The astrocyte of the newborn rat brain has proven to be a versatile system in which to study glycogen biogenesis. We have taken advantage of the rapid stimulation of glycogen synthesis that occurs when glucose is fed to astrocytes, and the marked limitation on this synthesis that occurs in astrocytes previously exposed to ammonium ions. These observations have been related to our earlier reports of the initiation of glycogen synthesis on a protein primer, glycogenin, and the discovery of a low-molecular-weight form of glycogen, proglycogen.

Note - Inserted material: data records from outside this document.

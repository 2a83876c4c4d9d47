//! Utilities for logging.

use tracing::Level;
use tracing_subscriber::{EnvFilter, FmtSubscriber};

#[derive(Debug, Clone, Copy, PartialEq, Eq, Default)]
pub enum LogFormat {
    #[default]
    Pretty,
    Json,
}

fn env_filter(default_level: Level) -> EnvFilter {
    EnvFilter::builder()
        .with_default_directive(default_level.into())
        .from_env_lossy()
}

/// Install a global subscriber. `RUST_LOG` directives override
/// `default_level`.
///
/// Errors if a global subscriber is already set.
pub fn configure_global_logger(
    default_level: Level,
    format: LogFormat,
) -> Result<(), tracing::subscriber::SetGlobalDefaultError> {
    let builder = FmtSubscriber::builder()
        .with_env_filter(env_filter(default_level))
        .with_file(true)
        .with_line_number(true);
    match format {
        LogFormat::Pretty => tracing::subscriber::set_global_default(builder.finish()),
        LogFormat::Json => tracing::subscriber::set_global_default(builder.json().finish()),
    }
}

/// Route tracing output through the test harness's captured writer. Safe to
/// call from every test.
pub fn init_test() {
    let subscriber = FmtSubscriber::builder()
        .with_test_writer()
        .with_env_filter(env_filter(Level::DEBUG))
        .finish();
    let _ = tracing::subscriber::set_global_default(subscriber);
}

The following conclusions have been drawn: 1) In the ammonia-treated astrocytes starved of glucose, free glycogenin is present. 2) When these astrocytes are fed with glucose, proglycogen is synthesized from the glycogenin primer by a glycogen-synthase-like UDPglucose transglucosylase activity (proglycogen synthase) distinct from the well-recognized glycogen synthase, and synthesis stops at this point. 3) Proglycogen is the precursor of macromolecular glycogen, which is synthesized from proglycogen by glycogen synthase when glucose is fed to untreated astrocytes, accounting for the much greater accumulation of total glycogen. 4) The stimulus to proglycogen and macroglycogen synthesis that occurs on feeding glucose to untreated or ammonia-treated astrocytes is the result of the activation of proglycogen synthase, not of glycogen synthase. 5) Therefore, in the synthesis of macromolecular glycogen from glycogenin via proglycogen, the step between glycogenin and proglycogen is ratelimiting. 6) The discovery of additional potential control points in glycogen synthesis, now emerging, may assist the identification of so-far-unexplained aberrations of glycogen metabolism.
- Glycogen biogenesis
- Glycogen synthase
ASJC Scopus subject areas
- Agricultural and Biological Sciences (miscellaneous)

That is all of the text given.